§ INSTRUCTIONS TO FOLLOW
Here are some records; return them all exactly.
▼
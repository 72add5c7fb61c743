// SPDX-License-Identifier: MIT
// © 2025–2026 Christopher Liu

//! ADXL345 3-axis accelerometer over 4-wire SPI.
//!
//! This module handles SPI framing and register access for the ADXL345. Every transaction is a
//! single register: address byte, then one data byte, framed by chip select. Multi-byte burst reads
//! are not used.

use crate::hw::{ByteBus, SelectLine};

// Register addresses
pub mod reg {
    pub const DEVID: u8 = 0x00;
    pub const BW_RATE: u8 = 0x2C;
    pub const POWER_CTL: u8 = 0x2D;
    pub const DATA_FORMAT: u8 = 0x31;
    pub const DATAX0: u8 = 0x32;
    pub const DATAX1: u8 = 0x33;
    pub const DATAY0: u8 = 0x34;
    pub const DATAY1: u8 = 0x35;
    pub const DATAZ0: u8 = 0x36;
    pub const DATAZ1: u8 = 0x37;
}

/// Value of the DEVID register on a genuine part.
pub const DEVICE_ID: u8 = 0xE5;

/// Address bit that marks a read transaction.
pub const READ_FLAG: u8 = 0x80;

/// Byte clocked out while receiving register contents.
pub const DUMMY: u8 = 0xFF;

/// POWER_CTL: Measure bit, everything else (sleep, auto-sleep, link) off.
pub const POWER_CTL_MEASURE: u8 = 0x08;

/// DATA_FORMAT: +/-2 g, right-justified, sign-extended, 4-wire SPI.
pub const DATA_FORMAT_2G: u8 = 0x00;

/// One raw reading of all three axes, in sensor counts.
#[derive(Copy, Clone, Debug, Default, Eq, PartialEq)]
pub struct AxisSample {
    pub x: i16,
    pub y: i16,
    pub z: i16,
}

impl AxisSample {
    pub const fn new(x: i16, y: i16, z: i16) -> Self {
        Self { x, y, z }
    }

    /// Combine a low/high register pair into one signed count.
    #[inline]
    pub const fn from_bytes(low: u8, high: u8) -> i16 {
        i16::from_le_bytes([low, high])
    }
}

/// ADXL345 driver bound to a specific chip-select line.
///
/// The bus is passed in as `&mut` to each method so that other devices can share it.
pub struct Adxl345<CS> {
    cs: CS,
}

impl<CS: SelectLine> Adxl345<CS> {
    /// Construct a driver and park the chip select in its inactive state.
    pub fn new(mut cs: CS) -> Self {
        cs.deselect();
        Self { cs }
    }

    /// Release the chip-select line.
    pub fn free(self) -> CS {
        self.cs
    }

    /// Run one framed two-byte transaction and return the byte received during the data phase.
    ///
    /// Chip select is released even when the bus reports an error.
    fn transaction<B: ByteBus>(&mut self, spi: &mut B, addr: u8, data: u8) -> Result<u8, B::Error> {
        self.cs.select();
        let result = spi
            .transfer_byte(addr)
            .and_then(|_| spi.transfer_byte(data));
        self.cs.deselect();
        result
    }

    /// Write a single register.
    pub fn write_reg<B: ByteBus>(&mut self, spi: &mut B, addr: u8, value: u8) -> Result<(), B::Error> {
        self.transaction(spi, addr & !READ_FLAG, value)?;
        Ok(())
    }

    /// Read a single register.
    pub fn read_reg<B: ByteBus>(&mut self, spi: &mut B, addr: u8) -> Result<u8, B::Error> {
        self.transaction(spi, addr | READ_FLAG, DUMMY)
    }

    /// Read the DEVID register.
    #[inline]
    pub fn device_id<B: ByteBus>(&mut self, spi: &mut B) -> Result<u8, B::Error> {
        self.read_reg(spi, reg::DEVID)
    }

    /// Put the sensor into measurement mode with the +/-2 g right-justified format.
    ///
    /// Returns the DEVID read beforehand. A mismatch against [`DEVICE_ID`] is left for the caller
    /// to report; the configuration writes go out regardless.
    pub fn init<B: ByteBus>(&mut self, spi: &mut B) -> Result<u8, B::Error> {
        let id = self.device_id(spi)?;
        self.write_reg(spi, reg::POWER_CTL, POWER_CTL_MEASURE)?;
        self.write_reg(spi, reg::DATA_FORMAT, DATA_FORMAT_2G)?;
        Ok(id)
    }

    /// Read one axis as a low/high register pair.
    fn read_axis<B: ByteBus>(&mut self, spi: &mut B, low: u8, high: u8) -> Result<i16, B::Error> {
        let lo = self.read_reg(spi, low)?;
        let hi = self.read_reg(spi, high)?;
        Ok(AxisSample::from_bytes(lo, hi))
    }

    /// Sample all three axes: six single-byte reads, X then Y then Z, low byte first.
    ///
    /// The low and high bytes come from separate transactions, so a sample can straddle a sensor
    /// update. There is no way to tell a torn or garbage read from a real one.
    pub fn sample_axes<B: ByteBus>(&mut self, spi: &mut B) -> Result<AxisSample, B::Error> {
        let x = self.read_axis(spi, reg::DATAX0, reg::DATAX1)?;
        let y = self.read_axis(spi, reg::DATAY0, reg::DATAY1)?;
        let z = self.read_axis(spi, reg::DATAZ0, reg::DATAZ1)?;
        Ok(AxisSample { x, y, z })
    }
}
▲
§ RESULT OF THIS EXERCISE
repository 72add5c7fb61c743
// SPDX-License-Identifier: MIT
// © 2025–2026 Christopher Liu

//! ADXL345 3-axis accelerometer over 4-wire SPI.
//!
//! This module handles SPI framing and register access for the ADXL345. Every transaction is a
//! single register: address byte, then one data byte, framed by chip select. Multi-byte burst reads
//! are not used.

use crate::hw::{ByteBus, SelectLine};

// Register addresses
pub mod reg {
    pub const DEVID: u8 = 0x00;
    pub const BW_RATE: u8 = 0x2C;
    pub const POWER_CTL: u8 = 0x2D;
    pub const DATA_FORMAT: u8 = 0x31;
    pub const DATAX0: u8 = 0x32;
    pub const DATAX1: u8 = 0x33;
    pub const DATAY0: u8 = 0x34;
    pub const DATAY1: u8 = 0x35;
    pub const DATAZ0: u8 = 0x36;
    pub const DATAZ1: u8 = 0x37;
}

/// Value of the DEVID register on a genuine part.
pub const DEVICE_ID: u8 = 0xE5;

/// Address bit that marks a read transaction.
pub const READ_FLAG: u8 = 0x80;

/// Byte clocked out while receiving register contents.
pub const DUMMY: u8 = 0xFF;

/// POWER_CTL: Measure bit, everything else (sleep, auto-sleep, link) off.
pub const POWER_CTL_MEASURE: u8 = 0x08;

/// DATA_FORMAT: +/-2 g, right-justified, sign-extended, 4-wire SPI.
pub const DATA_FORMAT_2G: u8 = 0x00;

/// One raw reading of all three axes, in sensor counts.
#[derive(Copy, Clone, Debug, Default, Eq, PartialEq)]
pub struct AxisSample {
    pub x: i16,
    pub y: i16,
    pub z: i16,
}

impl AxisSample {
    pub const fn new(x: i16, y: i16, z: i16) -> Self {
        Self { x, y, z }
    }

    /// Combine a low/high register pair into one signed count.
    #[inline]
    pub const fn from_bytes(low: u8, high: u8) -> i16 {
        i16::from_le_bytes([low, high])
    }
}

/// ADXL345 driver bound to a specific chip-select line.
///
/// The bus is passed in as `&mut` to each method so that other devices can share it.
pub struct Adxl345<CS> {
    cs: CS,
}

impl<CS: SelectLine> Adxl345<CS> {
    /// Construct a driver and park the chip select in its inactive state.
    pub fn new(mut cs: CS) -> Self {
        cs.deselect();
        Self { cs }
    }

    /// Release the chip-select line.
    pub fn free(self) -> CS {
        self.cs
    }

    /// Run one framed two-byte transaction and return the byte received during the data phase.
    ///
    /// Chip select is released even when the bus reports an error.
    fn transaction<B: ByteBus>(&mut self, spi: &mut B, addr: u8, data: u8) -> Result<u8, B::Error> {
        self.cs.select();
        let result = spi
            .transfer_byte(addr)
            .and_then(|_| spi.transfer_byte(data));
        self.cs.deselect();
        result
    }

    /// Write a single register.
    pub fn write_reg<B: ByteBus>(&mut self, spi: &mut B, addr: u8, value: u8) -> Result<(), B::Error> {
        self.transaction(spi, addr & !READ_FLAG, value)?;
        Ok(())
    }

    /// Read a single register.
    pub fn read_reg<B: ByteBus>(&mut self, spi: &mut B, addr: u8) -> Result<u8, B::Error> {
        self.transaction(spi, addr | READ_FLAG, DUMMY)
    }

    /// Read the DEVID register.
    #[inline]
    pub fn device_id<B: ByteBus>(&mut self, spi: &mut B) -> Result<u8, B::Error> {
        self.read_reg(spi, reg::DEVID)
    }

    /// Put the sensor into measurement mode with the +/-2 g right-justified format.
    ///
    /// Returns the DEVID read beforehand. A mismatch against [`DEVICE_ID`] is left for the caller
    /// to report; the configuration writes go out regardless.
    pub fn init<B: ByteBus>(&mut self, spi: &mut B) -> Result<u8, B::Error> {
        let id = self.device_id(spi)?;
        self.write_reg(spi, reg::POWER_CTL, POWER_CTL_MEASURE)?;
        self.write_reg(spi, reg::DATA_FORMAT, DATA_FORMAT_2G)?;
        Ok(id)
    }

    /// Read one axis as a low/high register pair.
    fn read_axis<B: ByteBus>(&mut self, spi: &mut B, low: u8, high: u8) -> Result<i16, B::Error> {
        let lo = self.read_reg(spi, low)?;
        let hi = self.read_reg(spi, high)?;
        Ok(AxisSample::from_bytes(lo, hi))
    }

    /// Sample all three axes: six single-byte reads, X then Y then Z, low byte first.
    ///
    /// The low and high bytes come from separate transactions, so a sample can straddle a sensor
    /// update. There is no way to tell a torn or garbage read from a real one.
    pub fn sample_axes<B: ByteBus>(&mut self, spi: &mut B) -> Result<AxisSample, B::Error> {
        let x = self.read_axis(spi, reg::DATAX0, reg::DATAX1)?;
        let y = self.read_axis(spi, reg::DATAY0, reg::DATAY1)?;
        let z = self.read_axis(spi, reg::DATAZ0, reg::DATAZ1)?;
        Ok(AxisSample { x, y, z })
    }
}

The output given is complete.